Quel crédit accordez-vous au plan de relance de Camair-co ?

Ce plan de relance a été fait sur la base qu’il faut acquérir neuf avions. Vous savez le malheur qui vient de s’abattre sur le Cameroun. La Sonara a brulé et il faut des milliards pour restructurer cette entreprise. Il faut bien trouver cet argent pour que les populations de l’arrière pays qui n’ont pas d’électricité ne soient pas privées de pétrole. Voilà la priorité actuelle de l’Etat, au lieu d’acheter neuf avions pour venir transporter les officiels et les fonctionnaires qui occupent les premières classes sans rien reverser à la compagnie.
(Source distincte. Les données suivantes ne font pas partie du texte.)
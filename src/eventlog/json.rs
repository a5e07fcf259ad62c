//! JSON event logs.
//!
//! ```json
//! { "attributes": { "source": "export" },
//!   "traces": [
//!     { "attributes": { "rejected": "false" },
//!       "events": [ { "concept:name": "Submit", "time:timestamp": "2020-01-01T00:00:00Z" } ] } ] }
//! ```
//!
//! Events are flat attribute maps; the activity and timestamp are found
//! through the same [`LogSchema`] keys as in XES.

use std::collections::BTreeMap;

use serde::Deserialize;
use serde_json::Value;

use super::{AttributeValue, Attributes, Event, EventLog, LogError, LogSchema, Trace};

#[derive(Debug, Deserialize)]
struct RawLog {
    #[serde(default)]
    attributes: BTreeMap<String, Value>,
    #[serde(default)]
    traces: Vec<RawTrace>,
}

#[derive(Debug, Deserialize)]
struct RawTrace {
    #[serde(default)]
    attributes: BTreeMap<String, Value>,
    #[serde(default)]
    events: Vec<BTreeMap<String, Value>>,
}

pub fn parse(content: &str, schema: &LogSchema) -> Result<EventLog, LogError> {
    let raw: RawLog = serde_json::from_str(content)?;

    let mut traces = Vec::with_capacity(raw.traces.len());
    for (trace_idx, raw_trace) in raw.traces.into_iter().enumerate() {
        let mut events = Vec::with_capacity(raw_trace.events.len());
        for (event_idx, raw_event) in raw_trace.events.into_iter().enumerate() {
            events.push(Event::from_attributes(
                convert(raw_event),
                schema,
                trace_idx,
                event_idx,
            )?);
        }
        traces.push(Trace::new(convert(raw_trace.attributes), events));
    }

    Ok(EventLog::new(convert(raw.attributes), traces))
}

fn convert(raw: BTreeMap<String, Value>) -> Attributes {
    raw.into_iter()
        .filter_map(|(key, value)| to_attribute(value).map(|v| (key, v)))
        .collect()
}

fn to_attribute(value: Value) -> Option<AttributeValue> {
    match value {
        Value::Null => None,
        Value::Bool(b) => Some(AttributeValue::Boolean(b)),
        Value::Number(n) => match n.as_i64() {
            Some(i) => Some(AttributeValue::Int(i)),
            None => n.as_f64().map(AttributeValue::Float),
        },
        Value::String(s) => Some(AttributeValue::String(s)),
        other => Some(AttributeValue::String(other.to_string())),
    }
}
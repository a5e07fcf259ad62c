//! XES (eXtensible Event Stream) parsing.
//!
//! Only the parts of the standard the analysis needs are interpreted:
//! typed attributes at log, trace and event level. Extensions, classifiers
//! and global default declarations are skipped, as are the children of
//! nested (list/container) attributes.

use quick_xml::events::{BytesStart, Event as XmlEvent};
use quick_xml::Reader;
use tracing::debug;

use super::{parse_timestamp, AttributeValue, Attributes, Event, EventLog, LogError, LogSchema, Trace};

#[derive(Default)]
struct OpenTrace {
    attributes: Attributes,
    events: Vec<Event>,
}

pub fn parse(content: &str, schema: &LogSchema) -> Result<EventLog, LogError> {
    let mut reader = Reader::from_str(content);
    reader.config_mut().trim_text(true);

    let mut log_attributes = Attributes::new();
    let mut traces: Vec<Trace> = Vec::new();
    let mut trace: Option<OpenTrace> = None;
    let mut event: Option<Attributes> = None;
    // Depth inside an element whose children are ignored.
    let mut skip_depth = 0usize;

    loop {
        match reader.read_event()? {
            XmlEvent::Start(e) => {
                if skip_depth > 0 {
                    skip_depth += 1;
                    continue;
                }
                match e.local_name().as_ref() {
                    b"log" => {}
                    b"trace" => trace = Some(OpenTrace::default()),
                    b"event" => event = Some(Attributes::new()),
                    tag => {
                        if let Some((key, value)) = read_attribute(tag, &e)? {
                            scope(&mut log_attributes, &mut trace, &mut event).insert(key, value);
                        }
                        skip_depth = 1;
                    }
                }
            }
            XmlEvent::Empty(e) => {
                if skip_depth > 0 {
                    continue;
                }
                match e.local_name().as_ref() {
                    b"trace" => traces.push(Trace::default()),
                    b"event" => {
                        if let Some(open) = trace.as_mut() {
                            let built = Event::from_attributes(
                                Attributes::new(),
                                schema,
                                traces.len(),
                                open.events.len(),
                            )?;
                            open.events.push(built);
                        }
                    }
                    tag => {
                        if let Some((key, value)) = read_attribute(tag, &e)? {
                            scope(&mut log_attributes, &mut trace, &mut event).insert(key, value);
                        }
                    }
                }
            }
            XmlEvent::End(e) => {
                if skip_depth > 0 {
                    skip_depth -= 1;
                    continue;
                }
                match e.local_name().as_ref() {
                    b"event" => {
                        let attributes = event.take().unwrap_or_default();
                        match trace.as_mut() {
                            Some(open) => {
                                let built = Event::from_attributes(
                                    attributes,
                                    schema,
                                    traces.len(),
                                    open.events.len(),
                                )?;
                                open.events.push(built);
                            }
                            None => debug!("ignoring event outside of a trace"),
                        }
                    }
                    b"trace" => {
                        if let Some(open) = trace.take() {
                            traces.push(Trace::new(open.attributes, open.events));
                        }
                    }
                    _ => {}
                }
            }
            XmlEvent::Eof => break,
            _ => {}
        }
    }

    Ok(EventLog::new(log_attributes, traces))
}

/// The innermost open element that attributes attach to.
fn scope<'a>(
    log: &'a mut Attributes,
    trace: &'a mut Option<OpenTrace>,
    event: &'a mut Option<Attributes>,
) -> &'a mut Attributes {
    if let Some(event) = event.as_mut() {
        event
    } else if let Some(trace) = trace.as_mut() {
        &mut trace.attributes
    } else {
        log
    }
}

fn read_attribute(tag: &[u8], e: &BytesStart<'_>) -> Result<Option<(String, AttributeValue)>, LogError> {
    if !matches!(tag, b"string" | b"int" | b"float" | b"boolean" | b"date" | b"id") {
        return Ok(None);
    }

    let mut key = None;
    let mut value = None;
    for attr in e.attributes() {
        let attr = attr?;
        match attr.key.as_ref() {
            b"key" => key = Some(attr.unescape_value()?.into_owned()),
            b"value" => value = Some(attr.unescape_value()?.into_owned()),
            _ => {}
        }
    }
    let (Some(key), Some(value)) = (key, value) else {
        return Ok(None);
    };

    // Values that do not parse as their declared kind are kept as strings.
    let typed = match tag {
        b"int" => {
            let parsed = value.parse::<i64>();
            match parsed {
                Ok(v) => AttributeValue::Int(v),
                Err(_) => AttributeValue::String(value),
            }
        }
        b"float" => {
            let parsed = value.parse::<f64>();
            match parsed {
                Ok(v) => AttributeValue::Float(v),
                Err(_) => AttributeValue::String(value),
            }
        }
        b"boolean" => {
            if value.eq_ignore_ascii_case("true") {
                AttributeValue::Boolean(true)
            } else if value.eq_ignore_ascii_case("false") {
                AttributeValue::Boolean(false)
            } else {
                AttributeValue::String(value)
            }
        }
        b"date" => match parse_timestamp(&value) {
            Some(ts) => AttributeValue::Date(ts),
            None => AttributeValue::String(value),
        },
        b"id" => AttributeValue::Id(value),
        _ => AttributeValue::String(value),
    };
    Ok(Some((key, typed)))
}
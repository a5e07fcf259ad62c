//! Report formatting and output.

use std::fmt::Write as _;
use std::path::{Path, PathBuf};

use anyhow::{Context, Result};
use tracing::info;

use crate::analysis::stats::PatternStats;
use crate::analysis::AnalysisReport;
use crate::detect::{DeviationMap, PatternDrift};

pub const DRIFT_REPORT_FILE: &str = "pattern_drift.txt";
pub const DEVIATION_REPORT_FILE: &str = "occurrence_deviations.txt";

/// One line per baseline pattern with its mean and std dev.
pub fn format_baseline(stats: &PatternStats) -> String {
    let mut out = String::new();
    for (pattern, s) in stats {
        let _ = writeln!(
            out,
            "Pattern {}: Mean = {:.4}, Std = {:.4}, Count = {}",
            pattern, s.mean, s.std_dev, s.count
        );
    }
    out
}

/// One line per pattern whose mean shifted beyond the threshold.
pub fn format_drift(drift: &[PatternDrift]) -> String {
    let mut out = String::new();
    for d in drift {
        let _ = writeln!(
            out,
            "Pattern {}: Mean_L1 = {:.4}, Mean_L2 = {:.4}",
            d.pattern, d.baseline_mean, d.target_mean
        );
    }
    out
}

/// For every pattern with at least one violation: a header with the
/// baseline statistics followed by the violating occurrences.
pub fn format_deviations(baseline: &PatternStats, deviations: &DeviationMap) -> String {
    let mut out = String::new();
    for (pattern, list) in deviations {
        let violated: Vec<_> = list
            .iter()
            .filter(|d| d.classification.is_violated())
            .collect();
        if violated.is_empty() {
            continue;
        }
        let Some(base) = baseline.get(pattern) else {
            continue;
        };

        let _ = writeln!(
            out,
            "Pattern {}: Mean_L1 = {:.4}, Std_L1 = {:.4}",
            pattern, base.mean, base.std_dev
        );
        for d in violated {
            let _ = writeln!(
                out,
                "  Duration: {:.4}, Deviation: {:.4}",
                d.duration, d.deviation
            );
        }
    }
    out
}

/// Every compared target occurrence with its classification, grouped
/// under the pattern's baseline statistics.
pub fn format_occurrences(baseline: &PatternStats, deviations: &DeviationMap) -> String {
    let mut out = String::new();
    for (pattern, list) in deviations {
        let Some(base) = baseline.get(pattern) else {
            continue;
        };
        let _ = writeln!(
            out,
            "Pattern {}: Mean_L1 = {:.4}, Std_L1 = {:.4}",
            pattern, base.mean, base.std_dev
        );
        for d in list {
            let _ = writeln!(
                out,
                "  Duration: {:.4}, Deviation: {:.4}, Status: {}",
                d.duration, d.deviation, d.classification
            );
        }
    }
    out
}

/// Human-readable console report: baseline statistics, then both detector
/// outputs. With `all_occurrences`, Ok occurrences are listed too.
pub fn format_console(report: &AnalysisReport, all_occurrences: bool) -> String {
    let mut out = String::new();
    let _ = writeln!(out, "=== Transition Timing Analysis ===");
    let _ = writeln!(out, "Run:        {}", report.run_id);
    let _ = writeln!(out, "Partition:  {}", report.partition);
    let _ = writeln!(out, "Threshold:  {}", report.threshold);
    let _ = writeln!(
        out,
        "Traces:     {} baseline, {} target (min support {})",
        report.baseline_traces, report.target_traces, report.min_support
    );

    let _ = writeln!(out, "\nBaseline patterns (L1):");
    section(&mut out, format_baseline(&report.baseline_stats), "no patterns");

    let _ = writeln!(out, "\nPattern drift in L2:");
    section(&mut out, format_drift(&report.drift), "no drifted patterns");

    if all_occurrences {
        let _ = writeln!(out, "\nOccurrences in L2:");
        section(
            &mut out,
            format_occurrences(&report.baseline_stats, &report.deviations),
            "no compared occurrences",
        );
    } else {
        let _ = writeln!(out, "\nDeviations in L2:");
        section(
            &mut out,
            format_deviations(&report.baseline_stats, &report.deviations),
            "no violations",
        );
    }
    out
}

fn section(out: &mut String, body: String, empty: &str) {
    if body.is_empty() {
        let _ = writeln!(out, "  ({empty})");
    } else {
        out.push_str(&body);
    }
}

pub fn to_json(report: &AnalysisReport) -> Result<String> {
    serde_json::to_string_pretty(report).context("failed to serialize analysis report")
}

/// Write the drift and deviation reports into `dir`, creating it if needed.
pub fn write_reports(report: &AnalysisReport, dir: &Path) -> Result<Vec<PathBuf>> {
    std::fs::create_dir_all(dir)
        .with_context(|| format!("failed to create output directory: {}", dir.display()))?;

    let files = [
        (DRIFT_REPORT_FILE, format_drift(&report.drift)),
        (
            DEVIATION_REPORT_FILE,
            format_deviations(&report.baseline_stats, &report.deviations),
        ),
    ];

    let mut written = Vec::with_capacity(files.len());
    for (name, body) in files {
        let path = dir.join(name);
        std::fs::write(&path, body)
            .with_context(|| format!("failed to write report: {}", path.display()))?;
        info!(path = %path.display(), "wrote report");
        written.push(path);
    }
    Ok(written)
}

#[cfg(test)]
mod tests {
    use super::*;
    use crate::analysis::patterns::{PatternSamples, TransitionKey};
    use crate::analysis::stats::compute_stats;
    use crate::detect::{detect_deviations, detect_drift, FixedThreshold};

    fn fixture() -> (PatternStats, DeviationMap, Vec<PatternDrift>) {
        let mut base = PatternSamples::new();
        base.insert(TransitionKey::new("A", "B"), vec![10.0, 20.0, 30.0]);
        base.insert(TransitionKey::new("B", "C"), vec![5.0]);
        let mut target = PatternSamples::new();
        target.insert(TransitionKey::new("A", "B"), vec![35.0, 50.0, 21.0]);
        target.insert(TransitionKey::new("B", "C"), vec![6.0]);

        let policy = FixedThreshold::new(10.0).unwrap();
        let base_stats = compute_stats(&base);
        let deviations = detect_deviations(&base_stats, &target, &policy);
        let drift = detect_drift(&base_stats, &compute_stats(&target), &policy);
        (base_stats, deviations, drift)
    }

    #[test]
    fn test_format_drift() {
        let (_, _, drift) = fixture();
        assert_eq!(
            format_drift(&drift),
            "Pattern (A, B): Mean_L1 = 20.0000, Mean_L2 = 35.3333\n"
        );
    }

    #[test]
    fn test_format_deviations_lists_only_violations() {
        let (base, deviations, _) = fixture();
        let text = format_deviations(&base, &deviations);
        assert!(text.starts_with("Pattern (A, B): Mean_L1 = 20.0000, Std_L1 = 8.1650\n"));
        assert!(text.contains("  Duration: 35.0000, Deviation: 15.0000\n"));
        assert!(text.contains("  Duration: 50.0000, Deviation: 30.0000\n"));
        assert!(!text.contains("21.0000"));
        // (B, C) has no violations, so no header either
        assert!(!text.contains("(B, C)"));
    }

    #[test]
    fn test_format_occurrences_lists_every_status() {
        let (base, deviations, _) = fixture();
        let text = format_occurrences(&base, &deviations);
        assert!(text.contains("  Duration: 35.0000, Deviation: 15.0000, Status: Violated\n"));
        assert!(text.contains("  Duration: 21.0000, Deviation: 1.0000, Status: Ok\n"));
        assert!(text.contains("Pattern (B, C): Mean_L1 = 5.0000, Std_L1 = 0.0000\n"));
        assert!(text.contains("  Duration: 6.0000, Deviation: 1.0000, Status: Ok\n"));
    }

    #[test]
    fn test_format_baseline_prints_every_pattern() {
        let (base, _, _) = fixture();
        let text = format_baseline(&base);
        assert_eq!(text.lines().count(), 2);
        assert!(text.contains("Pattern (B, C): Mean = 5.0000, Std = 0.0000, Count = 1"));
    }
}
Cela fait trois ou cinq ans qu’on parle de faux contrats à CamairCo et vous trouvez ça normal ? Ce qui voudrait dire que même le milliard que le ministre des Finances vient de débloquer pour la compagnie ne va servir à rien si on ne change pas de comportement. Même si on apporte le meilleur plan possible et qu’on continue de prendre des libertés sur la gestion des ressources publiques, on ne sortira pas de l’auberge. Le plan de relance oui, mais je n’y crois pas trop parce qu’actuellement l’Etat ne peut pas avoir les moyens de s’offrir neuf avions.

Que proposez-vous pour le relèvement de Camair-Co ?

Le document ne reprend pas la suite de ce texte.